Der Pastoraltheologe und Religionssoziologe Paul Zulehner, der diese Positionen teilt, meinte indes im Ö1-Morgenjournal, er hoffe, „dass diese Kirchenprobleme nicht seine (Grünwidls; Anm.) ganze Zeit beanspruchen“, viel wichtiger sei es, „das Evangelium als Quelle für Zuversicht“ in die Welt hinein zu verkünden.

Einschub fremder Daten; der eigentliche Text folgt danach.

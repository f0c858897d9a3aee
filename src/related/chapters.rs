//! Podcast chapters (the Podcasting 2.0 JSON chapters format).

use serde::{Deserialize, Serialize};

use super::{json_object, view};
use crate::config::{GenerateOptions, ParseOptions};
use crate::detect::detect_chapters;
use crate::error::{FeedError, Format};
use crate::tree::{Node, Value};
use crate::util::{
    generate_array_of, generate_boolean, generate_number, generate_plain_string,
    parse_array_of_limited, parse_boolean, parse_number, parse_singular_of, parse_string,
    trim_object,
};

/// The version written into every generated document.
pub const CHAPTERS_VERSION: &str = "1.2.0";

#[derive(Debug, Clone, Default, PartialEq, Serialize, Deserialize)]
pub struct Location {
    #[serde(skip_serializing_if = "Option::is_none")]
    pub name: Option<String>,
    /// A `geo:` URI, e.g. `geo:30.2672,-97.7431`.
    #[serde(skip_serializing_if = "Option::is_none")]
    pub geo: Option<String>,
    #[serde(skip_serializing_if = "Option::is_none")]
    pub osm: Option<String>,
}

#[derive(Debug, Clone, Default, PartialEq, Serialize, Deserialize)]
#[serde(rename_all = "camelCase")]
pub struct Chapter {
    /// Seconds from the start of the media.
    #[serde(skip_serializing_if = "Option::is_none")]
    pub start_time: Option<f64>,
    #[serde(skip_serializing_if = "Option::is_none")]
    pub end_time: Option<f64>,
    #[serde(skip_serializing_if = "Option::is_none")]
    pub title: Option<String>,
    #[serde(skip_serializing_if = "Option::is_none")]
    pub img: Option<String>,
    #[serde(skip_serializing_if = "Option::is_none")]
    pub url: Option<String>,
    /// `false` hides the chapter from a table of contents.
    #[serde(skip_serializing_if = "Option::is_none")]
    pub toc: Option<bool>,
    #[serde(skip_serializing_if = "Option::is_none")]
    pub location: Option<Location>,
}

#[derive(Debug, Clone, Default, PartialEq, Serialize, Deserialize)]
#[serde(rename_all = "camelCase")]
pub struct Chapters {
    #[serde(skip_serializing_if = "Option::is_none")]
    pub version: Option<String>,
    #[serde(skip_serializing_if = "Option::is_none")]
    pub author: Option<String>,
    #[serde(skip_serializing_if = "Option::is_none")]
    pub title: Option<String>,
    #[serde(skip_serializing_if = "Option::is_none")]
    pub podcast_name: Option<String>,
    #[serde(skip_serializing_if = "Option::is_none")]
    pub description: Option<String>,
    #[serde(skip_serializing_if = "Option::is_none")]
    pub file_name: Option<String>,
    #[serde(skip_serializing_if = "Option::is_none")]
    pub waypoints: Option<bool>,
    #[serde(skip_serializing_if = "Option::is_none")]
    pub chapters: Option<Vec<Chapter>>,
}

/// Parses a chapters document. Keys are matched case-insensitively.
///
/// # Errors
///
/// - [`FeedError::Json`] when text input is not valid JSON
/// - [`FeedError::InvalidInput`] when the document is not recognized as
///   chapters or yields nothing
pub fn parse(value: &Value, options: &ParseOptions) -> Result<Chapters, FeedError> {
    let value = json_object(value, Format::Chapters)?;
    if !detect_chapters(&value) {
        return Err(FeedError::InvalidInput(Format::Chapters));
    }

    parse_document(&value, options.max_items).ok_or(FeedError::InvalidInput(Format::Chapters))
}

fn parse_document(value: &Value, max_items: Option<usize>) -> Option<Chapters> {
    let get = view(value)?;
    let text = |key: &str| parse_singular_of(get.get(key), parse_string);

    trim_object(Chapters {
        version: text("version"),
        author: text("author"),
        title: text("title"),
        podcast_name: text("podcastName"),
        description: text("description"),
        file_name: text("fileName"),
        waypoints: parse_singular_of(get.get("waypoints"), parse_boolean),
        chapters: parse_array_of_limited(get.get("chapters"), parse_chapter, max_items),
    })
}

fn parse_chapter(value: &Value) -> Option<Chapter> {
    let get = view(value)?;
    let text = |key: &str| parse_singular_of(get.get(key), parse_string);

    trim_object(Chapter {
        start_time: parse_singular_of(get.get("startTime"), parse_number),
        end_time: parse_singular_of(get.get("endTime"), parse_number),
        title: text("title"),
        img: text("img"),
        url: text("url"),
        toc: parse_singular_of(get.get("toc"), parse_boolean),
        location: parse_singular_of(get.get("location"), parse_location),
    })
}

fn parse_location(value: &Value) -> Option<Location> {
    let get = view(value)?;
    let text = |key: &str| parse_singular_of(get.get(key), parse_string);

    trim_object(Location {
        name: text("name"),
        geo: text("geo"),
        osm: text("osm"),
    })
}

/// Generates a chapters document with version [`CHAPTERS_VERSION`].
///
/// # Errors
///
/// - [`FeedError::MissingField`] when strict and there are no chapters, a
///   chapter lacks `startTime`, or a location lacks `name` or `geo`
/// - [`FeedError::InvalidInput`] when nothing can be generated
pub fn generate(
    chapters: &Chapters,
    options: &GenerateOptions,
) -> Result<serde_json::Value, FeedError> {
    if !options.lenient {
        validate(chapters)?;
    }

    let body = Node::new()
        .with(
            "chapters",
            generate_array_of(chapters.chapters.as_deref(), generate_chapter),
        )
        .with("author", text(&chapters.author))
        .with("title", text(&chapters.title))
        .with("podcastName", text(&chapters.podcast_name))
        .with("description", text(&chapters.description))
        .with("fileName", text(&chapters.file_name))
        .with("waypoints", generate_boolean(chapters.waypoints))
        .trimmed()
        .ok_or(FeedError::InvalidInput(Format::Chapters))?;

    let document = Node::new()
        .with("version", Some(CHAPTERS_VERSION))
        .merge(Some(body));
    Ok(Value::Node(document).to_json())
}

fn missing(field: &'static str) -> FeedError {
    FeedError::MissingField {
        format: Format::Chapters,
        field,
    }
}

fn validate(chapters: &Chapters) -> Result<(), FeedError> {
    let list = chapters
        .chapters
        .as_deref()
        .filter(|list| !list.is_empty())
        .ok_or_else(|| missing("chapters"))?;

    for chapter in list {
        chapter
            .start_time
            .ok_or_else(|| missing("chapter.startTime"))?;
        if let Some(location) = &chapter.location {
            location.name.as_ref().ok_or_else(|| missing("location.name"))?;
            location.geo.as_ref().ok_or_else(|| missing("location.geo"))?;
        }
    }
    Ok(())
}

fn text(value: &Option<String>) -> Option<Value> {
    generate_plain_string(value.as_deref())
}

fn generate_chapter(chapter: &Chapter) -> Option<Value> {
    Node::new()
        .with("startTime", generate_number(chapter.start_time))
        .with("title", text(&chapter.title))
        .with("img", text(&chapter.img))
        .with("url", text(&chapter.url))
        .with("toc", generate_boolean(chapter.toc))
        .with("endTime", generate_number(chapter.end_time))
        .with("location", chapter.location.as_ref().and_then(generate_location))
        .into_value()
}

fn generate_location(location: &Location) -> Option<Value> {
    Node::new()
        .with("name", text(&location.name))
        .with("geo", text(&location.geo))
        .with("osm", text(&location.osm))
        .into_value()
}

#[cfg(test)]
mod tests {
    use super::*;
    use pretty_assertions::assert_eq;
    use serde_json::json;

    const DOCUMENT: &str = r#"{
        "version": "1.2.0",
        "author": "John Doe",
        "title": "Episode 7 - Making Progress",
        "podcastName": "John's Awesome Podcast",
        "chapters": [
            {"startTime": 0, "title": "Intro"},
            {"startTime": 168, "title": "Hearing Aids", "img": "https://example.com/images/hearing.jpg", "toc": false},
            {"startTime": 260, "title": "Progress", "location": {"name": "Austin, TX", "geo": "geo:30.2672,-97.7431"}}
        ]
    }"#;

    #[test]
    fn test_parse_from_text() {
        let chapters = parse(&Value::from(DOCUMENT), &ParseOptions::default())
            .expect("Failed to parse chapters");

        assert_eq!(chapters.version.as_deref(), Some("1.2.0"));
        assert_eq!(chapters.podcast_name.as_deref(), Some("John's Awesome Podcast"));

        let list = chapters.chapters.expect("chapters should parse");
        assert_eq!(list.len(), 3);
        assert_eq!(list[1].start_time, Some(168.0));
        assert_eq!(list[1].toc, Some(false));
        assert_eq!(
            list[2].location,
            Some(Location {
                name: Some("Austin, TX".to_string()),
                geo: Some("geo:30.2672,-97.7431".to_string()),
                osm: None,
            })
        );
    }

    #[test]
    fn test_parse_without_version_infers_from_shape() {
        let value = Value::from_json_str(r#"{"CHAPTERS": [{"StartTime": 5, "TITLE": "x"}]}"#).unwrap();
        let chapters = parse(&value, &ParseOptions::default()).unwrap();
        assert_eq!(
            chapters.chapters,
            Some(vec![Chapter {
                start_time: Some(5.0),
                title: Some("x".to_string()),
                ..Default::default()
            }])
        );
    }

    #[test]
    fn test_invalid_inputs() {
        assert!(matches!(
            parse(&Value::from("not json"), &ParseOptions::default()),
            Err(FeedError::Json(_))
        ));
        assert!(matches!(
            parse(&Value::from_json_str("[]").unwrap(), &ParseOptions::default()),
            Err(FeedError::InvalidInput(Format::Chapters))
        ));
        assert!(matches!(
            parse(&Value::from_json_str(r#"{"segments": []}"#).unwrap(), &ParseOptions::default()),
            Err(FeedError::InvalidInput(Format::Chapters))
        ));
    }

    #[test]
    fn test_generate_writes_current_version() {
        let chapters = Chapters {
            version: Some("1.0.0".to_string()),
            title: Some("Ep".to_string()),
            chapters: Some(vec![Chapter {
                start_time: Some(0.0),
                title: Some("Intro".to_string()),
                ..Default::default()
            }]),
            ..Default::default()
        };
        let value = generate(&chapters, &GenerateOptions::default()).unwrap();
        assert_eq!(
            value,
            json!({
                "version": "1.2.0",
                "chapters": [{"startTime": 0, "title": "Intro"}],
                "title": "Ep"
            })
        );
    }

    #[test]
    fn test_round_trip() {
        let parsed = parse(&Value::from(DOCUMENT), &ParseOptions::default()).unwrap();
        let generated = generate(&parsed, &GenerateOptions::default()).unwrap();
        let reparsed = parse(&Value::from(generated), &ParseOptions::default()).unwrap();
        assert_eq!(reparsed, parsed);
    }

    #[test]
    fn test_strict_validation() {
        let no_start = Chapters {
            chapters: Some(vec![Chapter {
                title: Some("x".to_string()),
                ..Default::default()
            }]),
            ..Default::default()
        };
        assert!(matches!(
            generate(&no_start, &GenerateOptions::default()),
            Err(FeedError::MissingField { field: "chapter.startTime", .. })
        ));

        let lenient = GenerateOptions {
            lenient: true,
            ..Default::default()
        };
        assert!(generate(&no_start, &lenient).is_ok());
        assert!(matches!(
            generate(&Chapters::default(), &lenient),
            Err(FeedError::InvalidInput(Format::Chapters))
        ));
    }
}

Den künftigen Erzbischof pries Zulehner als „Seelsorger mit Herz und Seele“, der „kein weltabgewandter Kleriker, sondern ein weltoffener Gottesmann“ sei.

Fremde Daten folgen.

//! Slash module (`slash:`): discussion metadata on items.

use serde::{Deserialize, Serialize};

use crate::tree::Node;
use crate::util::{
    generate_csv_of, generate_number, generate_plain_string, parse_csv_of, parse_number,
    parse_singular_of, parse_text_number, parse_text_string, trim_object,
};

#[derive(Debug, Clone, Default, PartialEq, Serialize, Deserialize)]
#[serde(rename_all = "camelCase")]
pub struct Item {
    #[serde(skip_serializing_if = "Option::is_none")]
    pub section: Option<String>,
    #[serde(skip_serializing_if = "Option::is_none")]
    pub department: Option<String>,
    #[serde(skip_serializing_if = "Option::is_none")]
    pub comments: Option<f64>,
    /// Comment counts per threshold, e.g. `12,10,7,6,4,2,1`.
    #[serde(skip_serializing_if = "Option::is_none")]
    pub hit_parade: Option<Vec<f64>>,
}

pub fn retrieve_item(node: &Node) -> Option<Item> {
    trim_object(Item {
        section: parse_singular_of(node.get("slash:section"), parse_text_string),
        department: parse_singular_of(node.get("slash:department"), parse_text_string),
        comments: parse_singular_of(node.get("slash:comments"), parse_text_number),
        hit_parade: parse_singular_of(node.get("slash:hit_parade"), |value| {
            parse_csv_of(value, parse_number)
        }),
    })
}

pub fn generate_item(item: &Item) -> Option<Node> {
    Node::new()
        .with("slash:section", generate_plain_string(item.section.as_deref()))
        .with("slash:department", generate_plain_string(item.department.as_deref()))
        .with("slash:comments", generate_number(item.comments))
        .with("slash:hit_parade", generate_csv_of(item.hit_parade.as_deref()))
        .trimmed()
}

#[cfg(test)]
mod tests {
    use super::*;
    use crate::tree::Value;

    #[test]
    fn test_retrieve_item() {
        let node = Node::new()
            .with("slash:section", Some("news"))
            .with("slash:comments", Some("42"))
            .with("slash:hit_parade", Some("12,10,7,x,1"));
        assert_eq!(
            retrieve_item(&node),
            Some(Item {
                section: Some("news".to_string()),
                department: None,
                comments: Some(42.0),
                hit_parade: Some(vec![12.0, 10.0, 7.0, 1.0]),
            })
        );
    }

    #[test]
    fn test_generate_item_joins_hit_parade() {
        let item = Item {
            hit_parade: Some(vec![3.0, 2.0, 1.0]),
            ..Default::default()
        };
        let node = generate_item(&item).unwrap();
        assert_eq!(node.get("slash:hit_parade"), Some(&Value::from("3,2,1")));
        assert_eq!(generate_item(&Item::default()), None);
    }
}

In ein ähnliches Horn stieß bereits am Abend davor Zulehners Fachkollegin Regina Polak in der ZiB 2: Grünwidl sei ein „kommunikativer Mensch, der gut zuhören kann“; seine Positionen formuliere er „auf eine Art und Weise, die anschlussfähig ist und Dialog ermöglicht“.
Der neue Erzbischof wird all die guten Wünsche und den Vertrauensvorschuss gut brauchen können. Nicht nur, dass die Erzdiözese Wien mit mehr als einer Million Katholiken die größte österreichische Diözese ist, stellt die Großstadt Wien doch eine besondere pastorale Herausforderung dar: Wie auch andere Metropolen ist Wien aus katholischer Sicht längst „Missionsgebiet“, die Konfessionslosen sind die größte Gruppe, noch vor den Katholiken, der Anteil der Muslime nimmt zu. Obwohl zur Erzdiözese Wien auch weite Teile des eher ländlich und traditionell geprägten Niederösterreich gehören, beträgt der Anteil der Katholiken an der Gesamtbevölkerung nur knapp 40 Prozent. Zum Vergleich: In der Diözese St. Pölten sind es 75 Prozent, in der Diözese Graz-Seckau mehr als 60 Prozent.
Noch kein Bischof
Überraschen mag, dass Grünwidl aus dem Stand – also ohne bereits Bischof zu sein – den wichtigsten Bischofssitz in Österreich erhält (Kardinal König wie Kardinal Schönborn waren bereits zuvor Weihbischöfe). Allerdings hat er aufgrund seiner bisherigen Aufgaben, insbesondere jener des Administrators, sicherlich hervorragende Kenntnisse der Erzdiözese. Tatsache aber ist, dass er erst zum Bischof geweiht werden muss – erst dann kann er, wie es heißt, von seiner Diözese Besitz ergreifen. Anzunehmen ist, dass ihm – vermutlich im kommenden Jänner – sein Vorgänger Kardinal Schönborn die Bischofsweihe spenden wird.
Bei der Ernennung eines Diözesanbischofs (nicht bei Weihbischöfen) ist in Österreich auch die Regierung eingebunden. Das geht auf das zwischen dem Heiligen Stuhl und der Republik Österreich 1933 abgeschlossene Konkordat (Bundeskanzler Engelbert Dollfuß, Papst Pius XI.) zurück.
Laut diesem völkerrechtlich bindenden Vertrag (Artikel IV, Paragraf 2) gilt hierzulande die sogenannte „politische Klausel“: Aufgrund dieser hat sich der Heilige Stuhl verpflichtet, vor Ernennung eines Erzbischofs oder Bischofs der Bundesregierung den Namen des jeweiligen Kandidaten mitzuteilen.
Die Bundesregierung kann gegen die Ernennung „Gründe allgemein politischer Natur“ geltend machen. Wird ein solcher Einwand erhoben, sind beide Seiten gehalten, sich zu einigen. Scheitert dies, ist der Papst allerdings dennoch frei, sich mit seiner Wahl durchzusetzen. Wenn es keinen Einwand seitens der Regierung gibt, wird in der Folge die Ernennung durch den Vatikan veröffentlicht.
Traditionellerweise sind bedeutende Bischofssitze wie Wien mit der Kardinalswürde verbunden: Wer dort Erzbischof wird, kann damit rechnen, beizeiten ins Kardinalskollegium – das engste Umfeld des Papstes, hervorgegangen aus dem römischen Stadtklerus – aufgenommen zu werden. Papst Franziskus hat diesbezügliche Erwartungen mehrfach durchkreuzt, bei Leo XIV. könnte das – wie manch sonstiges Symbolisches – wieder anders werden.